- [Task instructions]:
Transcribe exactly the lines that begin the material and continue through the line containing "is obtained either". Leave out whatever follows.

■ ■ ■ ■

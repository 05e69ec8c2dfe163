//! Geometry-aware delimited text reader.
//!
//! `csv-spatial` turns header-annotated, delimiter-separated text into a
//! strongly-typed tabular dataset: an ordered field schema plus typed
//! records, one field of which may carry spatial geometry. Header cells
//! follow the grammar `name[:type[:crsId]]`; geometry is obtained either
//! from a single encoded column (WKT, hex WKB, GeoJSON, KML, GML2, GML3) or
//! synthesized from two coordinate columns (XY or lon/lat, with DMS
//! fallback).
//!
//! The library surface is [`reader::CsvReader`]; the binary wraps it with
//! `schema` and `preview` subcommands.

pub mod cli;
pub mod error;
pub mod geometry;
pub mod header;
pub mod reader;
pub mod schema;
pub mod value;

use std::{env, sync::OnceLock};

use anyhow::{Context, Result};
use clap::Parser;
use log::{LevelFilter, info};

use crate::cli::{Cli, Commands, PreviewArgs, ReadArgs};
use crate::reader::CsvReader;
use crate::value::Value;

static LOGGER: OnceLock<()> = OnceLock::new();

fn init_logging() {
    LOGGER.get_or_init(|| {
        let mut builder = env_logger::Builder::from_env(env_logger::Env::default());
        if env::var("RUST_LOG").is_err() {
            builder.filter_module("csv_spatial", LevelFilter::Info);
        }
        let _ = builder.format_timestamp_millis().try_init();
    });
}

pub fn run() -> Result<()> {
    init_logging();
    let cli = Cli::parse();
    match cli.command {
        Commands::Schema(args) => handle_schema(&args),
        Commands::Preview(args) => handle_preview(&args),
    }
}

fn handle_schema(args: &ReadArgs) -> Result<()> {
    let reader = CsvReader::new(args.reader_options());
    let dataset = reader
        .read_path(&args.input)
        .with_context(|| format!("Reading {:?}", args.input))?;
    for field in &dataset.schema.fields {
        println!("{}: {}", field.name, field.ty);
    }
    if let Some(crs) = &dataset.schema.crs {
        println!("crs: {crs}");
    }
    info!(
        "Resolved {} field(s) over {} record(s) from {:?}",
        dataset.schema.fields.len(),
        dataset.records.len(),
        args.input
    );
    Ok(())
}

fn handle_preview(args: &PreviewArgs) -> Result<()> {
    let options = args.read.reader_options();
    let delimiter = printable_delimiter(options.separator);
    let reader = CsvReader::new(options);
    let dataset = reader
        .read_path(&args.read.input)
        .with_context(|| format!("Reading {:?}", args.read.input))?;

    let header: Vec<&str> = dataset
        .schema
        .fields
        .iter()
        .map(|field| field.name.as_str())
        .collect();
    println!("{}", header.join(&delimiter));
    for record in dataset.records.iter().take(args.limit) {
        let cells: Vec<String> = record
            .values()
            .iter()
            .map(|value| value.as_ref().map(Value::as_display).unwrap_or_default())
            .collect();
        println!("{}", cells.join(&delimiter));
    }
    info!(
        "Displayed {} of {} record(s) from {:?}",
        dataset.records.len().min(args.limit),
        dataset.records.len(),
        args.read.input
    );
    Ok(())
}

pub(crate) fn printable_delimiter(delimiter: u8) -> String {
    match delimiter {
        b'\t' => "\t".to_string(),
        other => (other as char).to_string(),
    }
}
//! The delimited-record reader: configuration, row decoding, and dataset
//! assembly.
//!
//! A [`CsvReader`] is configured once (separator, geometry mode, column
//! names) and then reads whole inputs: the first line is always the header,
//! the schema is resolved before any data row, and the result is the full
//! `(Schema, records)` pair. Reads are stateless with respect to each other;
//! the same reader can be reused across inputs.

use std::fmt;
use std::fs;
use std::path::Path;

use clap::ValueEnum;
use csv::{ReaderBuilder, StringRecord};
use geo_types::Point;
use log::debug;

use crate::error::{ReadError, RowDecodeError, SchemaError};
use crate::geometry::{self, EncodedFormat};
use crate::header::parse_descriptor;
use crate::schema::{ColumnLayout, ColumnRole, Schema, build_schema};
use crate::value::{Value, parse_scalar};

/// How geometry is acquired for a row. Fixed for the whole read.
#[derive(Debug, Clone, Copy, Default, PartialEq, Eq, ValueEnum)]
pub enum GeometryMode {
    /// One column holding well-known text (the default).
    #[default]
    #[value(name = "wkt")]
    Wkt,
    /// One column holding hex-encoded well-known binary.
    #[value(name = "wkb")]
    Wkb,
    /// One column holding a GeoJSON geometry object.
    #[value(name = "geojson")]
    GeoJson,
    /// One column holding a KML fragment.
    #[value(name = "kml")]
    Kml,
    /// One column holding a GML2 fragment.
    #[value(name = "gml2")]
    Gml2,
    /// One column holding a GML3 fragment.
    #[value(name = "gml3")]
    Gml3,
    /// Two columns combined into a point, x first.
    #[value(name = "xy")]
    Xy,
    /// Two labeled lon/lat columns combined into a point.
    #[value(name = "latlon")]
    LatLon,
}

impl GeometryMode {
    /// The payload encoding for one-column modes; `None` for the pair modes.
    pub(crate) fn encoded_format(self) -> Option<EncodedFormat> {
        match self {
            GeometryMode::Wkt => Some(EncodedFormat::Wkt),
            GeometryMode::Wkb => Some(EncodedFormat::Wkb),
            GeometryMode::GeoJson => Some(EncodedFormat::GeoJson),
            GeometryMode::Kml => Some(EncodedFormat::Kml),
            GeometryMode::Gml2 => Some(EncodedFormat::Gml2),
            GeometryMode::Gml3 => Some(EncodedFormat::Gml3),
            GeometryMode::Xy | GeometryMode::LatLon => None,
        }
    }
}

impl fmt::Display for GeometryMode {
    fn fmt(&self, f: &mut fmt::Formatter<'_>) -> fmt::Result {
        let token = match self {
            GeometryMode::Wkt => "wkt",
            GeometryMode::Wkb => "wkb",
            GeometryMode::GeoJson => "geojson",
            GeometryMode::Kml => "kml",
            GeometryMode::Gml2 => "gml2",
            GeometryMode::Gml3 => "gml3",
            GeometryMode::Xy => "xy",
            GeometryMode::LatLon => "latlon",
        };
        write!(f, "{token}")
    }
}

/// Construction-time configuration for a reader.
#[derive(Debug, Clone)]
pub struct ReaderOptions {
    /// Cell delimiter; comma, pipe, and tab are all supported.
    pub separator: u8,
    pub geometry_mode: GeometryMode,
    /// Names the geometry column for one-column modes when the header does
    /// not declare one.
    pub geometry_column: String,
    pub x_column: Option<String>,
    pub y_column: Option<String>,
    pub lon_column: Option<String>,
    pub lat_column: Option<String>,
}

impl Default for ReaderOptions {
    fn default() -> Self {
        ReaderOptions {
            separator: b',',
            geometry_mode: GeometryMode::default(),
            geometry_column: "geom".to_string(),
            x_column: None,
            y_column: None,
            lon_column: None,
            lat_column: None,
        }
    }
}

/// One decoded row, positionally aligned with the schema's fields.
///
/// Absent cells (empty text, or an empty geometry payload) are `None`.
#[derive(Debug, Clone, PartialEq)]
pub struct Record {
    values: Vec<Option<Value>>,
}

impl Record {
    pub fn values(&self) -> &[Option<Value>] {
        &self.values
    }

    pub fn get(&self, index: usize) -> Option<&Value> {
        self.values.get(index).and_then(Option::as_ref)
    }

    pub fn len(&self) -> usize {
        self.values.len()
    }

    pub fn is_empty(&self) -> bool {
        self.values.is_empty()
    }
}

/// The result of a read: a resolved schema plus every decoded record.
#[derive(Debug, Clone)]
pub struct Dataset {
    pub schema: Schema,
    pub records: Vec<Record>,
}

impl Dataset {
    /// Look up a record value by field name.
    pub fn value(&self, row: usize, field: &str) -> Option<&Value> {
        let index = self.schema.field_index(field)?;
        self.records.get(row)?.get(index)
    }
}

pub struct CsvReader {
    options: ReaderOptions,
}

impl CsvReader {
    pub fn new(options: ReaderOptions) -> Self {
        CsvReader { options }
    }

    /// Read a full input text into a dataset.
    ///
    /// The first line is the header; whitespace-only lines are skipped; a
    /// line of all-empty cells still yields a record of absent values. Any
    /// schema or row failure aborts the whole read with no partial result.
    pub fn read(&self, text: &str) -> Result<Dataset, ReadError> {
        let csv_reader = ReaderBuilder::new()
            .has_headers(false)
            .flexible(true)
            .delimiter(self.options.separator)
            .from_reader(text.as_bytes());
        let mut rows = csv_reader.into_records();

        let header = match rows.next() {
            Some(row) => row?,
            None => return Err(SchemaError::MissingHeader.into()),
        };
        let descriptors = header
            .iter()
            .map(parse_descriptor)
            .collect::<Result<Vec<_>, _>>()?;
        let (schema, layout) = build_schema(&descriptors, &self.options)?;

        let mut records = Vec::new();
        for row in rows {
            let row = row?;
            if is_blank(&row) {
                continue;
            }
            let record = decode_row(&row, &schema, &layout, records.len() + 1)?;
            records.push(record);
        }
        debug!(
            "Read {} record(s) across {} field(s)",
            records.len(),
            schema.fields.len()
        );
        Ok(Dataset { schema, records })
    }

    pub fn read_path(&self, path: &Path) -> Result<Dataset, ReadError> {
        let text = fs::read_to_string(path).map_err(|source| ReadError::Io {
            path: path.to_path_buf(),
            source,
        })?;
        self.read(&text)
    }
}

/// Whitespace-only lines are not rows. A line with more than one cell is
/// never blank, even when every cell is empty; it decodes to a record of
/// absent values.
fn is_blank(row: &StringRecord) -> bool {
    row.len() <= 1 && row.iter().all(|cell| cell.trim().is_empty())
}

fn decode_row(
    row: &StringRecord,
    schema: &Schema,
    layout: &ColumnLayout,
    row_index: usize,
) -> Result<Record, RowDecodeError> {
    let mut values: Vec<Option<Value>> = vec![None; schema.fields.len()];

    for (pos, role) in layout.columns.iter().enumerate() {
        // missing trailing cells are blank values, never an error
        let cell = row.get(pos).unwrap_or("");
        match *role {
            ColumnRole::Scalar { field, ty } => {
                values[field] =
                    parse_scalar(cell, ty).map_err(|source| RowDecodeError::Scalar {
                        row: row_index,
                        field: schema.fields[field].name.clone(),
                        value: source.value,
                        ty,
                    })?;
            }
            ColumnRole::Geometry { field, format } => {
                let payload = cell.trim();
                values[field] = if payload.is_empty() {
                    None
                } else {
                    let geom = geometry::decode(payload, format).map_err(|source| {
                        RowDecodeError::Geometry {
                            row: row_index,
                            field: schema.fields[field].name.clone(),
                            source,
                        }
                    })?;
                    Some(Value::Geometry(geom))
                };
            }
        }
    }

    if let Some(pair) = layout.pair {
        let x_cell = row.get(pair.x).unwrap_or("").trim();
        let y_cell = row.get(pair.y).unwrap_or("").trim();
        values[pair.field] = if x_cell.is_empty() || y_cell.is_empty() {
            None
        } else {
            let coordinate = |pos: usize, cell: &str| {
                geometry::parse_coordinate(cell).map_err(|source| RowDecodeError::Geometry {
                    row: row_index,
                    field: column_name(schema, layout, pos),
                    source,
                })
            };
            let x = coordinate(pair.x, x_cell)?;
            let y = coordinate(pair.y, y_cell)?;
            Some(Value::Geometry(Point::new(x, y).into()))
        };
    }

    Ok(Record { values })
}

fn column_name(schema: &Schema, layout: &ColumnLayout, pos: usize) -> String {
    let field = match layout.columns[pos] {
        ColumnRole::Scalar { field, .. } | ColumnRole::Geometry { field, .. } => field,
    };
    schema.fields[field].name.clone()
}
//! Geometry payload decoding.
//!
//! One-column geometry cells arrive as WKT, hex-encoded WKB, GeoJSON, or an
//! XML fragment in one of three dialects (KML, GML2, GML3). Two-column modes
//! go through [`parse_coordinate`], which accepts plain decimals and
//! degrees-minutes-seconds expressions with a hemisphere letter.
//!
//! WKT, WKB, and GeoJSON decoding delegates to `geozero`; the XML dialects
//! are close enough to each other that a single pull-parse over `quick-xml`
//! events covers all three. XML fragments are decoded for `Point`,
//! `LineString`, and `Polygon` roots; other root elements are rejected.

use std::fmt;
use std::sync::OnceLock;

use geo_types::{Geometry, LineString, Point, Polygon};
use geozero::ToGeo;
use log::trace;
use quick_xml::Reader;
use quick_xml::events::Event;
use regex::Regex;

use crate::error::GeometryError;

/// The six single-column geometry encodings.
#[derive(Debug, Clone, Copy, PartialEq, Eq)]
pub enum EncodedFormat {
    Wkt,
    Wkb,
    GeoJson,
    Kml,
    Gml2,
    Gml3,
}

impl fmt::Display for EncodedFormat {
    fn fmt(&self, f: &mut fmt::Formatter<'_>) -> fmt::Result {
        let label = match self {
            EncodedFormat::Wkt => "WKT",
            EncodedFormat::Wkb => "WKB",
            EncodedFormat::GeoJson => "GeoJSON",
            EncodedFormat::Kml => "KML",
            EncodedFormat::Gml2 => "GML2",
            EncodedFormat::Gml3 => "GML3",
        };
        write!(f, "{label}")
    }
}

/// Decode one non-empty geometry cell in the given encoding.
pub fn decode(cell: &str, format: EncodedFormat) -> Result<Geometry<f64>, GeometryError> {
    trace!("Decoding {format} geometry payload ({} bytes)", cell.len());
    match format {
        EncodedFormat::Wkt => geozero::wkt::WktStr(cell)
            .to_geo()
            .map_err(|err| GeometryError::Wkt(err.to_string())),
        EncodedFormat::Wkb => {
            let bytes = hex::decode(cell.trim())?;
            geozero::wkb::Wkb(bytes)
                .to_geo()
                .map_err(|err| GeometryError::Wkb(err.to_string()))
        }
        EncodedFormat::GeoJson => geozero::geojson::GeoJson(cell)
            .to_geo()
            .map_err(|err| GeometryError::GeoJson(err.to_string())),
        EncodedFormat::Kml => decode_xml(cell, XmlDialect::Kml),
        EncodedFormat::Gml2 => decode_xml(cell, XmlDialect::Gml2),
        EncodedFormat::Gml3 => decode_xml(cell, XmlDialect::Gml3),
    }
}

/// Parse a two-column coordinate cell: plain decimal first, DMS fallback.
pub fn parse_coordinate(raw: &str) -> Result<f64, GeometryError> {
    let trimmed = raw.trim();
    if let Ok(value) = trimmed.parse::<f64>() {
        return Ok(value);
    }
    parse_dms(trimmed).ok_or_else(|| GeometryError::Coordinate(raw.to_string()))
}

fn dms_pattern() -> &'static Regex {
    static PATTERN: OnceLock<Regex> = OnceLock::new();
    PATTERN.get_or_init(|| {
        Regex::new(r#"^(-?\d+(?:\.\d+)?)\s*°?\s*(\d+(?:\.\d+)?)\s*'?\s*(\d+(?:\.\d+)?)\s*"?\s*([NSEW])$"#)
            .expect("DMS pattern compiles")
    })
}

/// `D° M' S" H` with H in {N,S,E,W}. The magnitude is negated when the
/// hemisphere is S or W, or when the degree term itself carries a sign.
fn parse_dms(value: &str) -> Option<f64> {
    let caps = dms_pattern().captures(value)?;
    let degrees: f64 = caps[1].parse().ok()?;
    let minutes: f64 = caps[2].parse().ok()?;
    let seconds: f64 = caps[3].parse().ok()?;
    let magnitude = degrees.abs() + minutes / 60.0 + seconds / 3600.0;
    let southern = matches!(&caps[4], "S" | "W");
    if southern || degrees.is_sign_negative() {
        Some(-magnitude)
    } else {
        Some(magnitude)
    }
}

#[derive(Debug, Clone, Copy, PartialEq, Eq)]
enum XmlDialect {
    Kml,
    Gml2,
    Gml3,
}

#[derive(Debug, Clone, Copy, PartialEq, Eq)]
enum XmlRoot {
    Point,
    LineString,
    Polygon,
}

#[derive(Debug, Clone, Copy)]
enum CoordLayout {
    /// Whitespace-separated `x,y[,z]` tuples (KML and GML2 `coordinates`).
    Tuples,
    /// A single `x y [z]` position (GML3 `pos`).
    Pos,
    /// A flat, even-length ordinate list (GML3 `posList`).
    PosList,
}

/// Pull-parse an XML geometry fragment.
///
/// Each coordinate-bearing element yields one block of coordinates; blocks
/// map onto the root element (a point's single position, a line's vertices,
/// a polygon's exterior ring followed by interior rings).
fn decode_xml(fragment: &str, dialect: XmlDialect) -> Result<Geometry<f64>, GeometryError> {
    let mut reader = Reader::from_str(fragment);
    reader.config_mut().trim_text(true);

    let mut root: Option<XmlRoot> = None;
    let mut blocks: Vec<Vec<(f64, f64)>> = Vec::new();
    let mut capture: Option<CoordLayout> = None;

    loop {
        match reader.read_event() {
            Ok(Event::Start(element)) => {
                let local = element.local_name();
                let local = local.as_ref();
                if root.is_none() {
                    root = Some(match local {
                        b"Point" => XmlRoot::Point,
                        b"LineString" => XmlRoot::LineString,
                        b"Polygon" => XmlRoot::Polygon,
                        other => {
                            return Err(GeometryError::UnsupportedXmlElement(
                                String::from_utf8_lossy(other).into_owned(),
                            ));
                        }
                    });
                    continue;
                }
                capture = match (dialect, local) {
                    (XmlDialect::Kml | XmlDialect::Gml2, b"coordinates") => {
                        Some(CoordLayout::Tuples)
                    }
                    (XmlDialect::Gml3, b"pos") => Some(CoordLayout::Pos),
                    (XmlDialect::Gml3, b"posList") => Some(CoordLayout::PosList),
                    _ => capture,
                };
            }
            Ok(Event::Text(text)) => {
                if let Some(layout) = capture {
                    let raw = text
                        .unescape()
                        .map_err(|err| GeometryError::Xml(err.to_string()))?;
                    blocks.push(parse_coordinate_block(&raw, layout)?);
                }
            }
            Ok(Event::End(element)) => {
                if matches!(
                    element.local_name().as_ref(),
                    b"coordinates" | b"pos" | b"posList"
                ) {
                    capture = None;
                }
            }
            Ok(Event::Eof) => break,
            Ok(_) => {}
            Err(err) => return Err(GeometryError::Xml(err.to_string())),
        }
    }

    assemble_xml_geometry(root, blocks)
}

fn parse_coordinate_block(
    text: &str,
    layout: CoordLayout,
) -> Result<Vec<(f64, f64)>, GeometryError> {
    let ordinate = |token: &str| {
        token
            .parse::<f64>()
            .map_err(|_| GeometryError::Xml(format!("invalid ordinate '{token}'")))
    };
    match layout {
        CoordLayout::Tuples => text
            .split_whitespace()
            .map(|tuple| {
                let mut parts = tuple.split(',');
                let x = parts
                    .next()
                    .ok_or_else(|| GeometryError::Xml(format!("malformed tuple '{tuple}'")))?;
                let y = parts
                    .next()
                    .ok_or_else(|| GeometryError::Xml(format!("malformed tuple '{tuple}'")))?;
                Ok((ordinate(x)?, ordinate(y)?))
            })
            .collect(),
        CoordLayout::Pos => {
            let mut parts = text.split_whitespace();
            let x = parts
                .next()
                .ok_or_else(|| GeometryError::Xml("empty pos element".to_string()))?;
            let y = parts
                .next()
                .ok_or_else(|| GeometryError::Xml("pos element needs two ordinates".to_string()))?;
            Ok(vec![(ordinate(x)?, ordinate(y)?)])
        }
        CoordLayout::PosList => {
            let ordinates = text
                .split_whitespace()
                .map(ordinate)
                .collect::<Result<Vec<_>, _>>()?;
            if ordinates.is_empty() || ordinates.len() % 2 != 0 {
                return Err(GeometryError::Xml(
                    "posList has an odd number of ordinates".to_string(),
                ));
            }
            Ok(ordinates.chunks(2).map(|pair| (pair[0], pair[1])).collect())
        }
    }
}

fn assemble_xml_geometry(
    root: Option<XmlRoot>,
    blocks: Vec<Vec<(f64, f64)>>,
) -> Result<Geometry<f64>, GeometryError> {
    let root = root.ok_or_else(|| GeometryError::Xml("no geometry element found".to_string()))?;
    let first_coord = blocks.first().and_then(|block| block.first()).copied();
    match root {
        XmlRoot::Point => {
            let (x, y) = first_coord
                .ok_or_else(|| GeometryError::Xml("point has no coordinates".to_string()))?;
            Ok(Point::new(x, y).into())
        }
        XmlRoot::LineString => {
            let coords: Vec<(f64, f64)> = blocks.into_iter().flatten().collect();
            if coords.len() < 2 {
                return Err(GeometryError::Xml(
                    "line string needs at least two coordinates".to_string(),
                ));
            }
            Ok(LineString::from(coords).into())
        }
        XmlRoot::Polygon => {
            let mut rings = blocks.into_iter().map(LineString::from);
            let exterior = rings
                .next()
                .ok_or_else(|| GeometryError::Xml("polygon has no rings".to_string()))?;
            Ok(Polygon::new(exterior, rings.collect()).into())
        }
    }
}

■ ■ ■ ■

- [Answer for the task]:
repository 05e69ec8c2dfe163
//! Geometry-aware delimited text reader.
//!
//! `csv-spatial` turns header-annotated, delimiter-separated text into a
//! strongly-typed tabular dataset: an ordered field schema plus typed
//! records, one field of which may carry spatial geometry. Header cells
//! follow the grammar `name[:type[:crsId]]`; geometry is obtained either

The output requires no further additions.